─── DATASET RECORDS
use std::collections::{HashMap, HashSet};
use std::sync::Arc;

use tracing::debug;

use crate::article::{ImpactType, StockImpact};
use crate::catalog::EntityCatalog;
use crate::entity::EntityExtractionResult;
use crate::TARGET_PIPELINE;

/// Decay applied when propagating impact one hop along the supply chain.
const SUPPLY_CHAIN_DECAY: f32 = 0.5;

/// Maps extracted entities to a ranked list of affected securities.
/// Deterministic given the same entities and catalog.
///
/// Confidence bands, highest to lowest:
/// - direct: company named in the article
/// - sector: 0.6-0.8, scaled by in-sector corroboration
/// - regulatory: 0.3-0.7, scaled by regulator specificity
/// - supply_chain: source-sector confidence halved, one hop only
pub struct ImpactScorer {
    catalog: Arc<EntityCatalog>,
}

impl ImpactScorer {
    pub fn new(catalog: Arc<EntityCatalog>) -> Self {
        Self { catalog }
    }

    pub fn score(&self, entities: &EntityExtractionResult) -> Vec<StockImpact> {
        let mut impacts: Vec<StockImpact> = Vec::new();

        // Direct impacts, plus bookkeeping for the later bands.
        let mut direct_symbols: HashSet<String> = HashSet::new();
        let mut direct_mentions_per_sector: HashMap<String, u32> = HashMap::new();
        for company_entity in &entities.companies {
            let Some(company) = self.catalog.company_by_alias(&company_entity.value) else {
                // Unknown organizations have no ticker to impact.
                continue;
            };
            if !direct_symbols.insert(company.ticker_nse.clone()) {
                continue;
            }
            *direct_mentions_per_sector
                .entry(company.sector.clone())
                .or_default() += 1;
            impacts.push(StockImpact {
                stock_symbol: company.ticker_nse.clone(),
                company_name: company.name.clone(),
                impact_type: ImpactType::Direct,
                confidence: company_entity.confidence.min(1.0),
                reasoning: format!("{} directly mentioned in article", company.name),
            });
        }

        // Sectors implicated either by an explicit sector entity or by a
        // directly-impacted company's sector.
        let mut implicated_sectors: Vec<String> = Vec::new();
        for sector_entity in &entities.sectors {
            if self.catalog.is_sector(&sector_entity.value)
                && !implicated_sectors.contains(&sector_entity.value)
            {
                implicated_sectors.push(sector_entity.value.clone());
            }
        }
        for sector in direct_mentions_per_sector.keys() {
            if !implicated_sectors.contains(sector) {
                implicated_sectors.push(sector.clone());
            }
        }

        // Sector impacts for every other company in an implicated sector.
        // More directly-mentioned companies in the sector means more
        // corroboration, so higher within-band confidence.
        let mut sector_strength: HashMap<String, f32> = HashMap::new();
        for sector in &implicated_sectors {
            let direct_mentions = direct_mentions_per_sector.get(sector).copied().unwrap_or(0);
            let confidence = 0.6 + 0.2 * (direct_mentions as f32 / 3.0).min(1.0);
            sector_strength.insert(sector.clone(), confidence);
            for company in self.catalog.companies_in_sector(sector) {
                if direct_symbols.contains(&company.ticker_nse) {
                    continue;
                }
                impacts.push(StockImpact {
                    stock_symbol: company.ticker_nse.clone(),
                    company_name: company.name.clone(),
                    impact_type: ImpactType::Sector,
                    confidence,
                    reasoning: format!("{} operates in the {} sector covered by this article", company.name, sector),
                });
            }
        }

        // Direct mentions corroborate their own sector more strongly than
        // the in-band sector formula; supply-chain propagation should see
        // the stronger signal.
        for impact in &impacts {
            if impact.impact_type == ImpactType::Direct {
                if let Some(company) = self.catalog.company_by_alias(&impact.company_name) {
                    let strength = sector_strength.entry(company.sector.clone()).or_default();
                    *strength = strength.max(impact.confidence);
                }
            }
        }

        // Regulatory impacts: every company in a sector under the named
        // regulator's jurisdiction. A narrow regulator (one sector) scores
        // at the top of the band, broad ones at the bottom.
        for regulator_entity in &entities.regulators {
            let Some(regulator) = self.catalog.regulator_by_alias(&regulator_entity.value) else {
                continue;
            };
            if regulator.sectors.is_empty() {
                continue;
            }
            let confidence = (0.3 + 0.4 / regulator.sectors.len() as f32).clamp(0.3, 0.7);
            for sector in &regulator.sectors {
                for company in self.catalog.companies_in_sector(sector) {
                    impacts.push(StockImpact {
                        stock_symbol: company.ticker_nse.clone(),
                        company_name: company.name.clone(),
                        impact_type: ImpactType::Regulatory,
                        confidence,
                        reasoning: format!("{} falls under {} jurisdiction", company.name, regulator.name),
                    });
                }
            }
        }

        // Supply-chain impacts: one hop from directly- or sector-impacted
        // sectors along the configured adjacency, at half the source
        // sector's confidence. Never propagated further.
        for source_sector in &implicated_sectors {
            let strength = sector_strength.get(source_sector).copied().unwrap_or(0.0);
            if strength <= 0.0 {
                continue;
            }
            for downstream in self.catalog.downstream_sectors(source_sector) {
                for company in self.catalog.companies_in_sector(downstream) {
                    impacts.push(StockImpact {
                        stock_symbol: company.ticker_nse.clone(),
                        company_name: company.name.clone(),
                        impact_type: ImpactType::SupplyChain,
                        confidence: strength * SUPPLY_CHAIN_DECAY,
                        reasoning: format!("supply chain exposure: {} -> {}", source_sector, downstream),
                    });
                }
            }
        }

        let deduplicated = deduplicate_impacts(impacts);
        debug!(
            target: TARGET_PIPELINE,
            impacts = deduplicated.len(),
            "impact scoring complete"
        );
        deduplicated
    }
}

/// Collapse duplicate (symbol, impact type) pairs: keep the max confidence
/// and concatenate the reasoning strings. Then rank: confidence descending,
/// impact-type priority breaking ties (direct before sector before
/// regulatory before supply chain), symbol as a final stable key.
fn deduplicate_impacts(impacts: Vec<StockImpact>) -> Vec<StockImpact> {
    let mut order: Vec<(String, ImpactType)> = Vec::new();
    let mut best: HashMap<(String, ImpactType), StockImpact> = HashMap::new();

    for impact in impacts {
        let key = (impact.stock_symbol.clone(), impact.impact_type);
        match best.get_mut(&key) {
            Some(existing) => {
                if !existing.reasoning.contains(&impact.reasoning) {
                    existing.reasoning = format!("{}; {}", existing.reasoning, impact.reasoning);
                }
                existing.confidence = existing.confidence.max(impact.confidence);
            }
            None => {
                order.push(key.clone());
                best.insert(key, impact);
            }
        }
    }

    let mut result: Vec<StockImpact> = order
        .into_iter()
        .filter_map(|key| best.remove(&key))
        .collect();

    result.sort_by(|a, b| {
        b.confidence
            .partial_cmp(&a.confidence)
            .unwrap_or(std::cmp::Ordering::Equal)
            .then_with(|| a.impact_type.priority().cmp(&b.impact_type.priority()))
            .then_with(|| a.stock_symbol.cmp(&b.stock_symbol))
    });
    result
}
──────
[WHAT THIS TASK INVOLVES]:
Copy the lines from the start of the data verbatim, stopping after the line containing "use crate::TARGET_PIPELINE;".

[ANSWER]:
use std::collections::{HashMap, HashSet};
use std::sync::Arc;

use tracing::debug;

use crate::article::{ImpactType, StockImpact};
use crate::catalog::EntityCatalog;
use crate::entity::EntityExtractionResult;
use crate::TARGET_PIPELINE;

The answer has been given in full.